This is from a speech that Koppel gave to the Overseas Press Club on how much TV news divisions have been compromised by corporate managers:
http://niemanwatchdog.org/index.cfm?fuseaction=background.view&backgroundid=0086What is different about the television news business these days is that it’s driven by consultants, accountants and demographers. No longer do the television network news divisions show the American public what it ought to see; rather, they provide certain favored age groups with what the networks believe they want to see. It is purely a question of what sells.

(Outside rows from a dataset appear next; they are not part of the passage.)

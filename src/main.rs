fn main() -> anyhow::Result<()> {
    chat_archive::cli::run()
}
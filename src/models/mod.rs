//! Data models for archived chat exports.
//!
//! - [`Source`] - one configured vendor export root
//! - [`Conversation`] / [`Message`] - vendor-neutral hydrated conversations
//! - [`ConversationSummary`] / [`ConversationListing`] - listing entries grouped by category
//! - [`SearchResponse`] - ranked query results with readiness

pub mod conversation;
pub mod search;
pub mod source;

pub use conversation::{
    Conversation, ConversationListing, ConversationMeta, ConversationSummary, Message, Role,
    ThinkingStep,
};
pub use search::{Highlight, SearchHit, SearchResponse, SearchScope, SearchStats};
pub use source::{Source, SourceKind, Vendor};
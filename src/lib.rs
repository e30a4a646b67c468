//! Chat Archive - browse and search archived AI-chat exports
//!
//! This library ingests export directories from three chat vendors and presents them as one
//! vendor-neutral corpus:
//!
//! - Detecting which export layout a directory holds
//! - Normalizing per-file, aggregate and activity-log exports into [`Conversation`]s
//! - Resolving embedded citation markers into structured payloads
//! - Building a full-text index (Latin words plus CJK bigrams) in the background
//!
//! # Example
//!
//! ```no_run
//! use std::time::Duration;
//! use chat_archive::{ArchiveService, SearchScope};
//!
//! let service = ArchiveService::open("/home/alice/.config/chat-archive/sources.json")?;
//! service.wait_until_ready(Duration::from_secs(30));
//! let response = service.search("borrow checker", &SearchScope::AllSources);
//! println!("{} hits", response.results.len());
//! # Ok::<(), chat_archive::ArchiveError>(())
//! ```

pub mod adapters;
pub mod citations;
pub mod cli;
pub mod config;
pub mod detector;
pub mod error;
pub mod models;
pub mod search;
pub mod service;
pub mod store;
pub mod utils;

// Re-export commonly used types
pub use detector::detect;
pub use error::{ArchiveError, Result};
pub use models::{
    Conversation, ConversationListing, ConversationSummary, Message, Role, SearchResponse,
    SearchScope, Source, SourceKind, Vendor,
};
pub use search::IndexState;
pub use service::ArchiveService;
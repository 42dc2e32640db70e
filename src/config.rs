//! Configuration loading for SurveyLink

use crate::error::{Result, SurveyError};
use serde::Deserialize;
use std::path::Path;
use std::time::Duration;

/// Main configuration structure
#[derive(Clone, Debug, Default, Deserialize)]
pub struct SurveyConfig {
    #[serde(default)]
    pub telemetry: TelemetryConfig,
    #[serde(default)]
    pub api: ApiConfig,
}

/// Telemetry socket settings
#[derive(Clone, Debug, Deserialize)]
pub struct TelemetryConfig {
    /// Telemetry endpoint (default: tcp://127.0.0.1:8765)
    #[serde(default = "default_telemetry_url")]
    pub url: String,

    /// Socket connect timeout in milliseconds (default: 5000)
    #[serde(default = "default_connect_timeout")]
    pub connect_timeout_ms: u64,

    /// Read timeout used to keep polling responsive, in milliseconds (default: 50)
    #[serde(default = "default_poll_interval")]
    pub poll_interval_ms: u64,

    /// Delay before a reconnect attempt in milliseconds (default: 3000)
    #[serde(default = "default_reconnect_delay")]
    pub reconnect_delay_ms: u64,

    /// Reconnect attempts before giving up (default: 3)
    #[serde(default = "default_max_reconnect_attempts")]
    pub max_reconnect_attempts: u32,

    /// Delay multiplier applied per attempt (default: 1.0, fixed delay)
    #[serde(default = "default_backoff_multiplier")]
    pub backoff_multiplier: f64,

    /// Upper bound for the reconnect delay in milliseconds (default: 30000)
    #[serde(default = "default_max_reconnect_delay")]
    pub max_reconnect_delay_ms: u64,
}

/// Sensor REST API settings
#[derive(Clone, Debug, Deserialize)]
pub struct ApiConfig {
    /// Base URL of the sensor API (default: http://127.0.0.1:8000/api)
    #[serde(default = "default_api_url")]
    pub base_url: String,

    /// Request timeout in milliseconds (default: 5000)
    #[serde(default = "default_request_timeout")]
    pub timeout_ms: u64,

    /// Bearer token sent with every request
    #[serde(default)]
    pub token: Option<String>,
}

impl Default for TelemetryConfig {
    fn default() -> Self {
        Self {
            url: default_telemetry_url(),
            connect_timeout_ms: default_connect_timeout(),
            poll_interval_ms: default_poll_interval(),
            reconnect_delay_ms: default_reconnect_delay(),
            max_reconnect_attempts: default_max_reconnect_attempts(),
            backoff_multiplier: default_backoff_multiplier(),
            max_reconnect_delay_ms: default_max_reconnect_delay(),
        }
    }
}

impl Default for ApiConfig {
    fn default() -> Self {
        Self {
            base_url: default_api_url(),
            timeout_ms: default_request_timeout(),
            token: None,
        }
    }
}

// Default value functions
fn default_telemetry_url() -> String {
    "tcp://127.0.0.1:8765".to_string()
}
fn default_connect_timeout() -> u64 {
    5000
}
fn default_poll_interval() -> u64 {
    50
}
fn default_reconnect_delay() -> u64 {
    3000
}
fn default_max_reconnect_attempts() -> u32 {
    3
}
fn default_backoff_multiplier() -> f64 {
    1.0
}
fn default_max_reconnect_delay() -> u64 {
    30_000
}
fn default_api_url() -> String {
    "http://127.0.0.1:8000/api".to_string()
}
fn default_request_timeout() -> u64 {
    5000
}

impl SurveyConfig {
    /// Load configuration from a TOML file
    pub fn load(path: &Path) -> Result<Self> {
        let content = std::fs::read_to_string(path)
            .map_err(|e| SurveyError::Config(format!("Failed to read config file: {}", e)))?;
        let config: SurveyConfig = toml::from_str(&content)?;
        config.validate()?;
        Ok(config)
    }

    /// Reject values the channel cannot work with
    pub fn validate(&self) -> Result<()> {
        if self.telemetry.backoff_multiplier < 1.0 {
            return Err(SurveyError::Config(format!(
                "backoff_multiplier must be >= 1.0, got {}",
                self.telemetry.backoff_multiplier
            )));
        }
        if self.telemetry.poll_interval_ms == 0 {
            return Err(SurveyError::Config(
                "poll_interval_ms must be greater than zero".into(),
            ));
        }
        Ok(())
    }
}

impl TelemetryConfig {
    pub fn connect_timeout(&self) -> Duration {
        Duration::from_millis(self.connect_timeout_ms)
    }

    pub fn poll_interval(&self) -> Duration {
        Duration::from_millis(self.poll_interval_ms)
    }
}

impl ApiConfig {
    pub fn timeout(&self) -> Duration {
        Duration::from_millis(self.timeout_ms)
    }
}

That marks a critical change in our industry. The news divisions have gone from being loss leaders for their networks--a fig leaf for an otherwise hugely profitable enterprise--to becoming just another profit center within that enterprise. They haven’t entirely, but they’ve almost surrendered even the pretense of civic responsibility. Television news has devolved into essentially what the public would like it to be, and the public, we are told, does not much care for foreign news.
< snip >
If something happens in one of those places, I heard a former network news president say other day, we can always jet someone in. That is a profoundly telling statement. Instead of investing in someone on the scene who is familiar with the political and cultural landscape, who can give us all a sense of what’s going to happen, and who can provide us with a sense of context when it does, news is being re-defined as “that which has happened most recently…and which may pique the interest of a particular demographic group.”
More attention is being focused on the medium than the message: make it available on a cell phone; put it on a blog. Let’s see how many different messages we can jam onto a single screen at the same time.
Perhaps it was always a professional conceit: that gathering the news in dangerous places was actually worth risking life and limb. But we really believed that we were doing something worthwhile. I know that David Bloom and Bob Woodruff believed that. But frankly, looking at our industry these days, I’m not so sure that it is.